More crimes added to police mapping website

The crime mapping website
Image caption,

The maps record reports of different categories of crime and anti-social behaviour

People will be now able to compare their police force with others in more detail as the government's crime mapping website is being extended.

The police.uk, external website allows users to see offences reported in their locality by entering a street name or postcode.

The website now compares all 43 forces in England and Wales with others on crime rates and victim satisfaction.

A wider range of offences such as theft, shoplifting, criminal damage and drugs will now also be included.

By the end of the year, the website is set to include the naming of specific pubs, clubs, football stadiums, parks and shops around which crime and anti-social behaviour is concentrated.

At present, crimes are mapped to an anonymous point called a "snap-point" on a street with 12 or more postal addresses.

By May 2012, the website will show what has happened after a crime has been reported to the police and track its progress through the courts.

Policing minister Nick Herbert said the scheme had made the police service more transparent, adding that with more than 430 million hits it had been "a staggering success since its launch".

The minister said that extending the service meant "giving the public more information about crimes in their street, and the ability to compare the performance of their force with others".

"This is putting power and information in the hands of the public," he said.

Impact of riots

Marion Fitzgerald, visiting professor of criminology at the University of Kent, told BBC Radio 4's Today programme that when new police and crime commissioners were elected from next year, the demand for resources would be "very much skewed" towards areas where crime or anti-social behaviour was shown on the maps to be prevalent.

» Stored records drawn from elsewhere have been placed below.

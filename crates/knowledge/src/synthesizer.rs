//! Answer synthesis from a question and retrieved passages.
//!
//! Renders the prompt definition over a bounded context and calls the
//! language model, either blocking or streaming. Provider failures surface
//! as `AppError::SynthesisService`; nothing is substituted for a failed call.

use crate::types::Passage;
use aidoc_core::config::{EmptyRetrievalPolicy, LlmSettings, PipelineSettings};
use aidoc_core::{AppError, AppResult};
use aidoc_llm::{LlmClient, LlmRequest};
use aidoc_prompt::{build_prompt, PromptDefinition, VAR_CONTEXT, VAR_QUESTION};
use futures::{future, Stream, StreamExt, TryStreamExt};
use std::collections::HashMap;
use std::pin::Pin;
use std::sync::Arc;

/// Separator placed between passages in the model context.
const PASSAGE_SEPARATOR: &str = "\n\n---\n\n";

/// Answer text increments. Dropping the stream abandons the model call.
pub type AnswerStream = Pin<Box<dyn Stream<Item = AppResult<String>> + Send>>;

/// Model parameters used for synthesis.
#[derive(Debug, Clone)]
pub struct SynthesisOptions {
    pub model: String,
    pub temperature: f32,
    pub max_tokens: u32,
    pub max_context_chars: usize,
    pub empty_retrieval: EmptyRetrievalPolicy,
}

impl SynthesisOptions {
    pub fn from_settings(llm: &LlmSettings, pipeline: &PipelineSettings) -> Self {
        Self {
            model: llm.model.clone(),
            temperature: llm.temperature,
            max_tokens: llm.max_tokens,
            max_context_chars: pipeline.max_context_chars,
            empty_retrieval: pipeline.empty_retrieval,
        }
    }
}

/// Produces answers with a language model.
#[derive(Clone)]
pub struct AnswerSynthesizer {
    client: Arc<dyn LlmClient>,
    prompt: PromptDefinition,
    options: SynthesisOptions,
}

impl AnswerSynthesizer {
    pub fn new(
        client: Arc<dyn LlmClient>,
        prompt: PromptDefinition,
        options: SynthesisOptions,
    ) -> Self {
        Self {
            client,
            prompt,
            options,
        }
    }

    /// Synthesize a complete answer.
    ///
    /// With no passages, the "no context found" branch of the prompt is used
    /// unless the empty-retrieval policy is `Fail`, in which case this returns
    /// `NoContext` without calling the model.
    pub async fn synthesize(&self, question: &str, passages: &[Passage]) -> AppResult<String> {
        let request = self.build_request(question, passages)?;

        let response = self
            .client
            .complete(&request)
            .await
            .map_err(into_synthesis_error)?;

        tracing::debug!(
            "Synthesized {} chars with {} ({} completion tokens)",
            response.content.len(),
            response.model,
            response.usage.completion_tokens
        );

        Ok(response.content)
    }

    /// Synthesize an answer as a stream of text increments.
    ///
    /// The increments concatenate to the full answer. The stream ends after
    /// the model's final chunk or the first error.
    pub async fn synthesize_stream(
        &self,
        question: &str,
        passages: &[Passage],
    ) -> AppResult<AnswerStream> {
        let request = self.build_request(question, passages)?.with_streaming();

        let chunks = self
            .client
            .stream(&request)
            .await
            .map_err(into_synthesis_error)?;

        let increments = chunks
            .scan(false, |finished, item| {
                if *finished {
                    return future::ready(None);
                }
                let next = match item {
                    Ok(chunk) => {
                        *finished = chunk.done;
                        Ok(chunk.content)
                    }
                    Err(e) => {
                        *finished = true;
                        Err(into_synthesis_error(e))
                    }
                };
                future::ready(Some(next))
            })
            .try_filter(|text| future::ready(!text.is_empty()));

        Ok(Box::pin(increments))
    }

    fn build_request(&self, question: &str, passages: &[Passage]) -> AppResult<LlmRequest> {
        if passages.is_empty() {
            match self.options.empty_retrieval {
                EmptyRetrievalPolicy::Fail => return Err(AppError::NoContext),
                EmptyRetrievalPolicy::GeneralAnswer => {
                    tracing::info!("No passages retrieved; requesting a general answer")
                }
            }
        }

        let context = build_context(passages, self.options.max_context_chars);

        let mut variables = HashMap::new();
        variables.insert(VAR_QUESTION.to_string(), question.to_string());
        variables.insert(VAR_CONTEXT.to_string(), context);

        let built = build_prompt(&self.prompt, variables)?;

        tracing::debug!(
            "Built prompt '{}' ({} chars, context included: {})",
            built.metadata.source_prompt_id,
            built.user.len(),
            built.metadata.context_included
        );

        let mut request = LlmRequest::new(built.user, &self.options.model)
            .with_temperature(self.options.temperature)
            .with_max_tokens(self.options.max_tokens);
        if let Some(system) = built.system {
            request = request.with_system(system);
        }

        Ok(request)
    }
}

/// Concatenate passages, most relevant first, within `max_chars` characters.
///
/// Passages are kept whole while they fit; the first one is truncated if it
/// alone exceeds the bound, and the rest are dropped once one does not fit.
fn build_context(passages: &[Passage], max_chars: usize) -> String {
    let separator_len = PASSAGE_SEPARATOR.chars().count();
    let mut context = String::new();
    let mut used = 0;

    for (i, passage) in passages.iter().enumerate() {
        let block = format!("[Excerpt {}]\n{}", i + 1, passage.text.trim());
        let block_len = block.chars().count();

        if i == 0 {
            if block_len > max_chars {
                context = block.chars().take(max_chars).collect();
                break;
            }
            context.push_str(&block);
            used = block_len;
            continue;
        }

        if used + separator_len + block_len > max_chars {
            tracing::debug!(
                "Context bound reached: kept {} of {} passages",
                i,
                passages.len()
            );
            break;
        }

        context.push_str(PASSAGE_SEPARATOR);
        context.push_str(&block);
        used += separator_len + block_len;
    }

    context
}

fn into_synthesis_error(err: AppError) -> AppError {
    match err {
        AppError::SynthesisService(_) => err,
        other => AppError::SynthesisService(other.to_string()),
    }
}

"The danger is that with cuts to police budgets, police commissioners with the power to hire and fire police chiefs, this is really going to skew police resources in a political way," she said.

But Mr Herbert told Today that the public were entitled to know what was happening in their streets and that there needed to be accountability.

"Precisely because you cannot actually choose your police force it's very important that you need to hold this essential public service to account." He said that in London the mayor was already accountable for policing and that the system was "broadly popular".

Mr Herbert acknowledged that numbers of people involved in group offending such as August's riots in England were not reflected on the site.

"I think we all realise that the riots were an exceptional event but it's the case that if, for instance, a gang raids a bank then that counts as one crime even if there were four people in that gang," he said. "This site was intended to give information about crime in the normal situation of our day-to-day life."

The BBC's home affairs correspondent Matt Prodger says critics of the website believe mapping crime can alarm and mislead people.

The website relies on reported incidences of crime, he says, and there has been criticism that it may skew perceptions because people in wealthier areas are more likely to report offending.

When it was launched in February, the website crashed due to the number of people wanting to access it.

Since then it has had more than 400 million hits.